Pet Column for the week of December 11, 2006

Office of Public Engagement
2001 S. Lincoln Ave.
Urbana, Illinois 61802
Phone: 217/333-2907
Brookelyn Nitzkin
Information Specialist

Overeating, too much chocolate, too much drinking--all perils of this wonderful season we call the holidays. We know that with the season's festivities come tree decorations, egg nog and guests in warm houses. But you'd be surprised how benign decorations and goodies can turn into potential holiday hazards for our furry friends.

There are a myriad of holiday plants that are bought as gifts or decoration and are rumored to cause serious harm to your pets. Poinsettias and Christmas cactus are two plants fabled to be poisonous to pets.

"The urban legend is that they are deadly, but they really aren't," says Dr. Petra Volmer, a veterinary toxicologist at the University of Illinois College of Veterinary Medicine.

This holiday décor will do nothing more then cause stomach upset in your pets. "If your pet does ingest these plants back them off food for a day to calm their stomachs," Dr. Volmer reminds.

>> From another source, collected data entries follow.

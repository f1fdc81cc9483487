//! Labeled fields as returned by an expense-extraction service.

use serde::{Deserialize, Serialize};
use tracing::debug;

use crate::error::{Result, ShopbagError};
use super::textract::AnalyzeExpenseResponse;

/// Well-known field labels.
pub mod labels {
    pub const INVOICE_RECEIPT_DATE: &str = "INVOICE_RECEIPT_DATE";
    pub const TOTAL: &str = "TOTAL";
    pub const ITEM: &str = "ITEM";
    pub const QUANTITY: &str = "QUANTITY";
    pub const PRICE: &str = "PRICE";
    pub const UNIT_PRICE: &str = "UNIT_PRICE";
}

/// One detected field: a semantic label and the text found for it.
#[derive(Debug, Clone, PartialEq, Eq, Serialize, Deserialize)]
#[serde(rename_all = "camelCase")]
pub struct RawField {
    /// Semantic label (e.g. `TOTAL`). Not unique within a collection.
    pub label: String,

    /// Detected text.
    #[serde(default)]
    pub text: String,

    /// ISO currency code attached by the extractor, if any.
    #[serde(default, skip_serializing_if = "Option::is_none")]
    pub currency_code: Option<String>,
}

impl RawField {
    pub fn new(label: impl Into<String>, text: impl Into<String>) -> Self {
        Self {
            label: label.into(),
            text: text.into(),
            currency_code: None,
        }
    }

    pub fn with_currency(mut self, code: impl Into<String>) -> Self {
        self.currency_code = Some(code.into());
        self
    }
}

/// A scanned receipt as a set of summary fields plus one field group per line item.
#[derive(Debug, Clone, Default, PartialEq, Eq, Serialize, Deserialize)]
#[serde(rename_all = "camelCase")]
pub struct ExpenseDocument {
    /// Document-level fields (header block, date, total...).
    pub summary_fields: Vec<RawField>,

    /// Fields of each printed line, in receipt order.
    #[serde(default)]
    pub line_item_groups: Vec<Vec<RawField>>,
}

impl ExpenseDocument {
    pub fn new(summary_fields: Vec<RawField>, line_item_groups: Vec<Vec<RawField>>) -> Self {
        Self {
            summary_fields,
            line_item_groups,
        }
    }

    /// Parse either the canonical document JSON or a Textract `AnalyzeExpense` response.
    pub fn from_json(json: &str) -> Result<Self> {
        let value: serde_json::Value = serde_json::from_str(json)?;

        if value.get("ExpenseDocuments").is_some() {
            debug!("Reading input as Textract AnalyzeExpense response");
            let response: AnalyzeExpenseResponse = serde_json::from_value(value)?;
            return response.into_expense_document();
        }

        if value.get("summaryFields").is_none() {
            return Err(ShopbagError::Input(
                "expected an expense document (summaryFields) or a Textract response (ExpenseDocuments)"
                    .to_string(),
            ));
        }

        Ok(serde_json::from_value(value)?)
    }

    /// Number of line item groups.
    pub fn item_count(&self) -> usize {
        self.line_item_groups.len()
    }
}
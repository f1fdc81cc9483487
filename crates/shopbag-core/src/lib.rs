//! Core library for shopping receipt normalization.
//!
//! This crate provides:
//! - Input models for expense-extraction output (canonical and AWS Textract JSON)
//! - Recovery rules for noisy OCR text (amounts, dates, field lookup)
//! - Line item and receipt assembly with attributable errors
//! - The canonical `Receipt` model handed to persistence

pub mod error;
pub mod models;
pub mod receipt;

pub use error::{
    AmountParseError, DateLayout, DateParseError, FieldKind, ReceiptError, Result, ShopbagError,
};
pub use models::config::ShopbagConfig;
pub use models::expense::{ExpenseDocument, RawField};
pub use models::receipt::{DuplicateKey, Receipt, ReceiptItem};
pub use receipt::{LineItemBuilder, ReceiptAssembler, ReceiptNormalizer};
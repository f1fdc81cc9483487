//! CLI subcommands.

pub mod batch;
pub mod config;
pub mod output;
pub mod process;
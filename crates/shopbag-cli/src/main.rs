//! CLI application for shopping receipt normalization.

mod commands;

use clap::{Parser, Subcommand};
use tracing::Level;
use tracing_subscriber::FmtSubscriber;

use commands::{batch, config, process};

/// shopbag - Turn expense-extraction output into structured receipts
#[derive(Parser)]
#[command(name = "shopbag")]
#[command(author, version, about, long_about = None)]
struct Cli {
    /// Enable verbose output
    #[arg(short, long, action = clap::ArgAction::Count)]
    verbose: u8,

    /// Path to config file
    #[arg(short, long, global = true)]
    config: Option<String>,

    #[command(subcommand)]
    command: Commands,
}

#[derive(Subcommand)]
enum Commands {
    /// Assemble a receipt from a single expense document
    Process(process::ProcessArgs),

    /// Assemble receipts from multiple expense documents
    Batch(batch::BatchArgs),

    /// Manage configuration
    Config(config::ConfigArgs),
}

#[tokio::main]
async fn main() -> anyhow::Result<()> {
    let cli = Cli::parse();

    // Set up logging based on verbosity
    let level = match cli.verbose {
        0 => Level::WARN,
        1 => Level::INFO,
        2 => Level::DEBUG,
        _ => Level::TRACE,
    };

    // Logs go to stderr so receipts can be piped from stdout
    let subscriber = FmtSubscriber::builder()
        .with_max_level(level)
        .with_target(false)
        .with_writer(std::io::stderr)
        .finish();

    tracing::subscriber::set_global_default(subscriber)?;

    // Execute command
    match cli.command {
        Commands::Process(args) => process::run(args, cli.config.as_deref()).await,
        Commands::Batch(args) => batch::run(args, cli.config.as_deref()).await,
        Commands::Config(args) => config::run(args).await,
    }
}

The holiday season is always full of candies and cookies. Often these candy gifts are left out on low-level coffee tables for guests to enjoy. Unfortunately, these same treats are tempting to our pets. Chocolate and macadamia nuts, two common ingredients in candy, are toxins for your pet. Theobromine, the active toxic ingredient in chocolate can cause cardiac and neurological abnormalities, while macadamia nuts can cause fever, depression, vomiting and/or apparent rear leg paralysis.

Batteries can be enticing chew toys for cats and dogs. Unfortunately, these staples of the holiday gift-giving tradition can result in gastrointestinal blockage, ulcers or even perforation.

Silica gel, which often comes packaged with toys, is used to wick moisture. "Silica gel is not usually toxic, but some of them do contain iron and that can cause problems," says Dr. Volmer.

Christmas lights can potentially cause a problem for our curious four-legged friends. The bubble lights that are commonly used on trees as decoration can be dangerous if ingested. The liquid used in many bubble lights is methylene chloride. Methylene chloride itself is toxic, and a portion can be converted to carbon monoxide once in the body. Carbon monoxide can damage the heart, brain and lungs because it interferes with the blood's ability to get oxygen to tissues. Another seemingly safe tree decoration is tinsel. This shiny decoration often will attract cats to eat it, resulting in a linear foreign body that may require surgery to correct.

Seasonal drinks mixed with alcohol are very common during this time of the year. Again, as tempting as it is for our pets, kitties and spiked egg nog do not mix. Alcohol has the same effects on animals as it does people: generalized depression and uncoordinated motor skills. However, our pets are much more sensitive to the effects of alcohol and can be harmed more readily from it.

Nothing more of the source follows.